If it’s a school day, I move quietly so the house stays asleep. If it happens to fall on a break, I’ve usually got a couple of helpers up with me.
We head outside and start loading birds into crates.
This part matters more than people realize. The crates are set up to keep the birds comfortable and clean during transport. Calm birds, clean birds, and a smooth transition are all part of doing this well.
Once everything is loaded, I head out.
It’s about an hour drive from our place to Deeply Rooted Ranch.
At the Processing Facility
When I pull in, I meet Matt at the unloading dock.
This is one of my favorite parts of the day.
We talk. We compare notes. I learn something every single time.
They raise pastured chickens too, so the conversations go beyond processing. We talk about raising standards, what’s working, what isn’t, and even how different cuts serve customers better. That back-and-forth has shaped a lot of how I think about what I offer.
Deeply Rooted Ranch is intentionally small.
That’s not by accident. It allows them to maintain a level of quality and attention that would be hard to scale in a larger operation. Every batch is handled with care, and that shows up in the final product.
After unloading, the birds move into the facility.
And that’s the last time I see them in that form.
The Next Day: Picking Up Product
The next afternoon, I come back to pick up.
Every time, I’m surprised by how different everything looks.
Not in a bad way. Just different.
Once the birds are processed and packaged, the overall size and shape change more than most people would expect. It’s a reminder that what we’re bringing home is a finished food product, not just a live animal translated directly into the same form.
I pull around, start loading crates, and begin checking everything.
What I Look For
Even though I receive a full data file with weights before I arrive, I still check everything in person.
I like to see it.
Packaging integrity
Cut consistency
Weights across the batch
I pay attention to how it all came together.
Part of that is just how I’m wired. I like data.
But part of it is responsibility.
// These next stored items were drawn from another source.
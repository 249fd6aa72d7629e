//! Reminder commands

use super::Context;
use anyhow::Result;
use chrono::Utc;
use clap::Subcommand;
use eventmanager_api_client::models::ReminderTiming;
use eventmanager_api_client::ApiError;
use eventmanager_cli::output::{format_count, format_timestamp, Status};
use eventmanager_cli::table::reminders_table;
use owo_colors::OwoColorize;

#[derive(Subcommand)]
pub enum RemindersAction {
    /// Get reminded before an event starts
    Set {
        /// Event ID
        id: i64,

        /// 1_day, 12_hours, 6_hours, 3_hours, 1_hour, 30_minutes or 15_minutes
        #[arg(long, default_value = "1_day")]
        timing: String,
    },

    /// Cancel a reminder
    Cancel {
        /// Event ID
        id: i64,
    },

    /// List your pending reminders
    List,
}

pub async fn run(action: RemindersAction, ctx: &Context) -> Result<()> {
    match action {
        RemindersAction::Set { id, timing } => set(ctx, id, &timing).await,
        RemindersAction::Cancel { id } => cancel(ctx, id).await,
        RemindersAction::List => list(ctx).await,
    }
}

async fn set(ctx: &Context, id: i64, timing: &str) -> Result<()> {
    let timing: ReminderTiming = timing.parse()?;
    let client = ctx.client()?;

    let event = ctx.track("Loading event...", client.events().get(id)).await?;
    let plan = client.reminders().plan(&event, timing, Utc::now())?;
    if plan.in_past {
        return Err(ApiError::validation(format!(
            "A reminder {} \"{}\" would be in the past; pick a shorter time",
            timing.label().to_lowercase(),
            event.title
        ))
        .into());
    }

    let response = ctx
        .track("Setting reminder...", client.reminders().set(id, timing))
        .await?;

    ctx.emit(&response, || {
        Status::success(response.base.message.as_deref().unwrap_or("Reminder set"));
        let remind_at = response
            .reminder
            .as_ref()
            .map_or_else(|| plan.remind_at.to_rfc3339(), |r| r.remind_at.clone());
        Status::info(&format!(
            "You will be reminded on {}",
            format_timestamp(&remind_at)
        ));
    })
}

async fn cancel(ctx: &Context, id: i64) -> Result<()> {
    let client = ctx.client()?;
    let response = ctx
        .track("Cancelling reminder...", client.reminders().cancel(id))
        .await?;

    ctx.emit(&response, || {
        Status::success(
            response
                .base
                .message
                .as_deref()
                .unwrap_or("Reminder cancelled"),
        );
    })
}

async fn list(ctx: &Context) -> Result<()> {
    let client = ctx.client()?;
    let response = ctx
        .track("Loading reminders...", client.reminders().mine())
        .await?;

    ctx.emit(&response, || {
        println!("{}", reminders_table(&response.reminders));
        if !response.reminders.is_empty() {
            println!();
            println!(
                "{}",
                format_count(response.count, "reminder", "reminders").dimmed()
            );
        }
    })
}
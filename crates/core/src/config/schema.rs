//! Configuration schema definitions

use serde::{Deserialize, Serialize};
use std::path::PathBuf;

/// Root configuration schema
#[derive(Debug, Clone, PartialEq, Serialize, Deserialize, Default)]
pub struct ConfigSchema {
    /// Backend server location
    #[serde(default)]
    pub server: ServerConfig,

    /// HTTP client behaviour
    #[serde(default)]
    pub http: HttpConfig,

    /// Login session storage
    #[serde(default)]
    pub session: SessionConfig,

    /// CLI output preferences
    #[serde(default)]
    pub output: OutputConfig,
}

/// Backend server location
#[derive(Debug, Clone, PartialEq, Serialize, Deserialize)]
pub struct ServerConfig {
    /// Host name or IP address of the backend
    #[serde(default = "default_host")]
    pub host: String,

    /// TCP port of the backend
    #[serde(default = "default_port")]
    pub port: u16,

    /// `http` or `https`
    #[serde(default = "default_scheme")]
    pub scheme: String,

    /// Path prefix under which the REST API is mounted
    #[serde(default = "default_api_prefix")]
    pub api_prefix: String,

    /// Offset from UTC, in minutes, of the wall-clock times events are stored in
    #[serde(default = "default_event_utc_offset")]
    pub event_utc_offset_minutes: i32,

    /// Full base URL; when set it wins over host/port/scheme/prefix
    #[serde(default, skip_serializing_if = "Option::is_none")]
    pub base_url: Option<String>,
}

/// Largest UTC offset, in minutes, a fixed offset can express
pub const MAX_UTC_OFFSET_MINUTES: i32 = 23 * 60 + 59;

impl Default for ServerConfig {
    fn default() -> Self {
        Self {
            host: default_host(),
            port: default_port(),
            scheme: default_scheme(),
            api_prefix: default_api_prefix(),
            event_utc_offset_minutes: default_event_utc_offset(),
            base_url: None,
        }
    }
}

impl ServerConfig {
    /// Base URL of the REST API, always ending in `/`
    #[must_use]
    pub fn base_url(&self) -> String {
        if let Some(url) = self.base_url.as_deref().filter(|u| !u.trim().is_empty()) {
            let url = url.trim();
            return if url.ends_with('/') {
                url.to_string()
            } else {
                format!("{url}/")
            };
        }

        let prefix = self.api_prefix.trim_matches('/');
        if prefix.is_empty() {
            format!("{}://{}:{}/", self.scheme, self.host, self.port)
        } else {
            format!("{}://{}:{}/{}/", self.scheme, self.host, self.port, prefix)
        }
    }
}

fn default_host() -> String {
    "127.0.0.1".to_string()
}

fn default_port() -> u16 {
    8000
}

fn default_scheme() -> String {
    "http".to_string()
}

fn default_api_prefix() -> String {
    "api".to_string()
}

fn default_event_utc_offset() -> i32 {
    // Events are entered in Pakistan Standard Time
    5 * 60
}

/// HTTP client behaviour
#[derive(Debug, Clone, PartialEq, Serialize, Deserialize)]
pub struct HttpConfig {
    /// Total request timeout in seconds
    #[serde(default = "default_timeout")]
    pub timeout_secs: u64,

    /// Connection timeout in seconds
    #[serde(default = "default_timeout")]
    pub connect_timeout_secs: u64,

    /// Retries after the first attempt for transient failures
    #[serde(default = "default_max_retries")]
    pub max_retries: u32,

    /// Log request and response bodies at trace level
    #[serde(default)]
    pub log_bodies: bool,
}

impl Default for HttpConfig {
    fn default() -> Self {
        Self {
            timeout_secs: default_timeout(),
            connect_timeout_secs: default_timeout(),
            max_retries: default_max_retries(),
            log_bodies: false,
        }
    }
}

fn default_timeout() -> u64 {
    30
}

fn default_max_retries() -> u32 {
    3
}

/// Login session storage
#[derive(Debug, Clone, PartialEq, Serialize, Deserialize, Default)]
pub struct SessionConfig {
    /// Session file location; defaults to the user data directory
    #[serde(default, skip_serializing_if = "Option::is_none")]
    pub path: Option<PathBuf>,
}

impl SessionConfig {
    /// Resolved session file path
    #[must_use]
    pub fn resolved_path(&self) -> Option<PathBuf> {
        self.path.clone().or_else(|| {
            dirs::data_dir().map(|d| d.join("eventmanager").join("session.json"))
        })
    }
}

/// Output format for CLI commands
#[derive(Debug, Clone, Copy, PartialEq, Eq, Serialize, Deserialize, Default)]
#[serde(rename_all = "lowercase")]
pub enum OutputFormat {
    /// Human-readable text
    #[default]
    Text,
    /// Pretty-printed JSON
    Json,
}

/// CLI output preferences
#[derive(Debug, Clone, PartialEq, Serialize, Deserialize)]
pub struct OutputConfig {
    /// Default output format
    #[serde(default)]
    pub format: OutputFormat,

    /// Colored output
    #[serde(default = "default_true")]
    pub color: bool,
}

impl Default for OutputConfig {
    fn default() -> Self {
        Self {
            format: OutputFormat::default(),
            color: true,
        }
    }
}

fn default_true() -> bool {
    true
}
This is the point where I make sure everything that leaves with me is something I feel good about putting in someone else’s kitchen.
Where It Feels Most Important
This is the moment where the work shifts.
Up until now, it has been about raising the birds well. Managing feed, movement, health, and environment.
From this point forward, it is about feeding people.
Families are going to take this home, cook it, and put it on their table. That is not something I take lightly.
So I slow down here.
I check. I sort. I make sure everything is right before it leaves with me.
Packing for Customers
As I load, I start pulling pre-orders.
Those go into separate coolers so they can go straight to meetups.
That part of the process is one I genuinely enjoy. Getting to hand someone their order, have a quick conversation, and be part of that exchange matters to me.
The rest gets organized by cut.
Each cooler holds like items so that when I get home, I can move everything efficiently into the freezer without digging through mixed boxes.
It’s not complicated, but it is intentional.
What Most People Don’t Realize
One of the biggest differences shows up in something most people never think about.
Time.
When you buy chicken at the grocery store, it has already spent time in processing, packaging, storage, and transport before it ever reaches the shelf.
That’s why you’re used to the “cook within three days” guideline.
With our chicken, we pick it up the day it’s ready.
That means when you receive it fresh, you have up to ten days to use or freeze it.
If you buy it frozen from us at the market, you can expect at least seven days of use once it’s thawed.
That difference alone changes how you can plan your week.
The End of the Day
By the time I get home, everything is packed, sorted, and ready to go.
From there, it’s moving product into the freezer, prepping for deliveries or market, and getting ready to do it all again next time.
It’s a long couple of days.
But it’s also one of the most important parts of what we do.
Because this is the point where all the work on the farm becomes something real for another family.